DATA SUPPLIED Start Marker
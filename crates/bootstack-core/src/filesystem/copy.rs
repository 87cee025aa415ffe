//! Recursive copies into a rootfs.
//!
//! A copy behaves like stacking a layer: existing paths at the destination
//! are overwritten, nothing at the destination is removed, and no source
//! entry is filtered out.

use std::path::Path;

use bootstack_common::error::{BootstackError, Result};

/// Copies `src` (file, directory, or symlink) to `dst`.
///
/// Directories are merged into `dst`; files and symlinks replace whatever
/// is at their destination. Returns the number of non-directory entries
/// written.
///
/// # Errors
///
/// Returns an error if `src` cannot be read or any destination write fails.
pub fn copy_path(src: &Path, dst: &Path) -> Result<u64> {
    let meta = std::fs::symlink_metadata(src).map_err(|e| BootstackError::io(src, e))?;
    if meta.is_dir() {
        copy_dir(src, dst)
    } else {
        if let Some(parent) = dst.parent() {
            std::fs::create_dir_all(parent).map_err(|e| BootstackError::io(parent, e))?;
        }
        copy_entry(src, dst, &meta)?;
        Ok(1)
    }
}

fn copy_dir(src: &Path, dst: &Path) -> Result<u64> {
    clear_non_dir(dst)?;
    std::fs::create_dir_all(dst).map_err(|e| BootstackError::io(dst, e))?;

    let mut written = 0;
    let read_dir = std::fs::read_dir(src).map_err(|e| BootstackError::io(src, e))?;
    for entry in read_dir {
        let entry = entry.map_err(|e| BootstackError::io(src, e))?;
        let from = entry.path();
        let to = dst.join(entry.file_name());
        let meta = std::fs::symlink_metadata(&from).map_err(|e| BootstackError::io(&from, e))?;
        if meta.is_dir() {
            written += copy_dir(&from, &to)?;
        } else {
            copy_entry(&from, &to, &meta)?;
            written += 1;
        }
    }
    Ok(written)
}

fn copy_entry(from: &Path, to: &Path, meta: &std::fs::Metadata) -> Result<()> {
    remove_existing(to)?;
    if meta.file_type().is_symlink() {
        copy_symlink(from, to)
    } else {
        let _ = std::fs::copy(from, to).map_err(|e| BootstackError::io(to, e))?;
        Ok(())
    }
}

#[cfg(unix)]
fn copy_symlink(from: &Path, to: &Path) -> Result<()> {
    let target = std::fs::read_link(from).map_err(|e| BootstackError::io(from, e))?;
    std::os::unix::fs::symlink(&target, to).map_err(|e| BootstackError::io(to, e))
}

#[cfg(not(unix))]
fn copy_symlink(from: &Path, to: &Path) -> Result<()> {
    let _ = std::fs::copy(from, to).map_err(|e| BootstackError::io(to, e))?;
    Ok(())
}

/// Removes a file or symlink at `path` so it can be replaced. A directory
/// in the way of a file is removed recursively.
fn remove_existing(path: &Path) -> Result<()> {
    match std::fs::symlink_metadata(path) {
        Ok(meta) if meta.is_dir() => {
            std::fs::remove_dir_all(path).map_err(|e| BootstackError::io(path, e))
        }
        Ok(_) => std::fs::remove_file(path).map_err(|e| BootstackError::io(path, e)),
        Err(e) if e.kind() == std::io::ErrorKind::NotFound => Ok(()),
        Err(e) => Err(BootstackError::io(path, e)),
    }
}

/// A file or symlink where a directory must go is removed.
fn clear_non_dir(path: &Path) -> Result<()> {
    match std::fs::symlink_metadata(path) {
        Ok(meta) if !meta.is_dir() => {
            std::fs::remove_file(path).map_err(|e| BootstackError::io(path, e))
        }
        Ok(_) => Ok(()),
        Err(e) if e.kind() == std::io::ErrorKind::NotFound => Ok(()),
        Err(e) => Err(BootstackError::io(path, e)),
    }
}

#[cfg(test)]
mod tests {
    use super::*;

    #[test]
    fn copy_tree_merges_and_overwrites() {
        let dir = tempfile::tempdir().expect("tempdir");
        let src = dir.path().join("ctx");
        let dst = dir.path().join("rootfs/app");
        std::fs::create_dir_all(src.join("pkg")).expect("mkdir");
        std::fs::write(src.join("main.py"), "print('new')").expect("write");
        std::fs::write(src.join("pkg/mod.py"), "x = 1").expect("write");
        std::fs::create_dir_all(&dst).expect("mkdir");
        std::fs::write(dst.join("main.py"), "print('old')").expect("write");
        std::fs::write(dst.join("keep.txt"), "kept").expect("write");

        let written = copy_path(&src, &dst).expect("copy");

        assert_eq!(written, 2);
        assert_eq!(
            std::fs::read_to_string(dst.join("main.py")).expect("read"),
            "print('new')"
        );
        assert!(dst.join("pkg/mod.py").exists());
        assert!(dst.join("keep.txt").exists(), "copy must not delete");
    }

    #[test]
    fn copy_single_file_creates_parents() {
        let dir = tempfile::tempdir().expect("tempdir");
        let src = dir.path().join("requirements.txt");
        std::fs::write(&src, "requests==2.31.0\n").expect("write");
        let dst = dir.path().join("rootfs/app/requirements.txt");

        assert_eq!(copy_path(&src, &dst).expect("copy"), 1);
        assert!(dst.exists());
    }

    #[test]
    fn copy_hidden_files_are_included() {
        let dir = tempfile::tempdir().expect("tempdir");
        let src = dir.path().join("ctx");
        std::fs::create_dir_all(&src).expect("mkdir");
        std::fs::write(src.join(".env"), "TOKEN=x").expect("write");
        let dst = dir.path().join("out");

        let _ = copy_path(&src, &dst).expect("copy");
        assert!(dst.join(".env").exists());
    }

    #[cfg(unix)]
    #[test]
    fn copy_preserves_symlinks() {
        let dir = tempfile::tempdir().expect("tempdir");
        let src = dir.path().join("ctx");
        std::fs::create_dir_all(&src).expect("mkdir");
        std::os::unix::fs::symlink("main.py", src.join("app.py")).expect("symlink");
        let dst = dir.path().join("out");

        let _ = copy_path(&src, &dst).expect("copy");
        let target = std::fs::read_link(dst.join("app.py")).expect("readlink");
        assert_eq!(target, Path::new("main.py"));
    }

    #[test]
    fn copy_missing_source_fails() {
        let dir = tempfile::tempdir().expect("tempdir");
        assert!(copy_path(&dir.path().join("nope"), &dir.path().join("out")).is_err());
    }
}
DATA SUPPLIED End Marker
From the records above, print only the lines between the one holding "copy_dir(src, dst)" and the one holding "let entry = entry.map_err(|e|", inclusive, exactly as they stand.

        copy_dir(src, dst)
    } else {
        if let Some(parent) = dst.parent() {
            std::fs::create_dir_all(parent).map_err(|e| BootstackError::io(parent, e))?;
        }
        copy_entry(src, dst, &meta)?;
        Ok(1)
    }
}

fn copy_dir(src: &Path, dst: &Path) -> Result<u64> {
    clear_non_dir(dst)?;
    std::fs::create_dir_all(dst).map_err(|e| BootstackError::io(dst, e))?;

    let mut written = 0;
    let read_dir = std::fs::read_dir(src).map_err(|e| BootstackError::io(src, e))?;
    for entry in read_dir {
        let entry = entry.map_err(|e| BootstackError::io(src, e))?;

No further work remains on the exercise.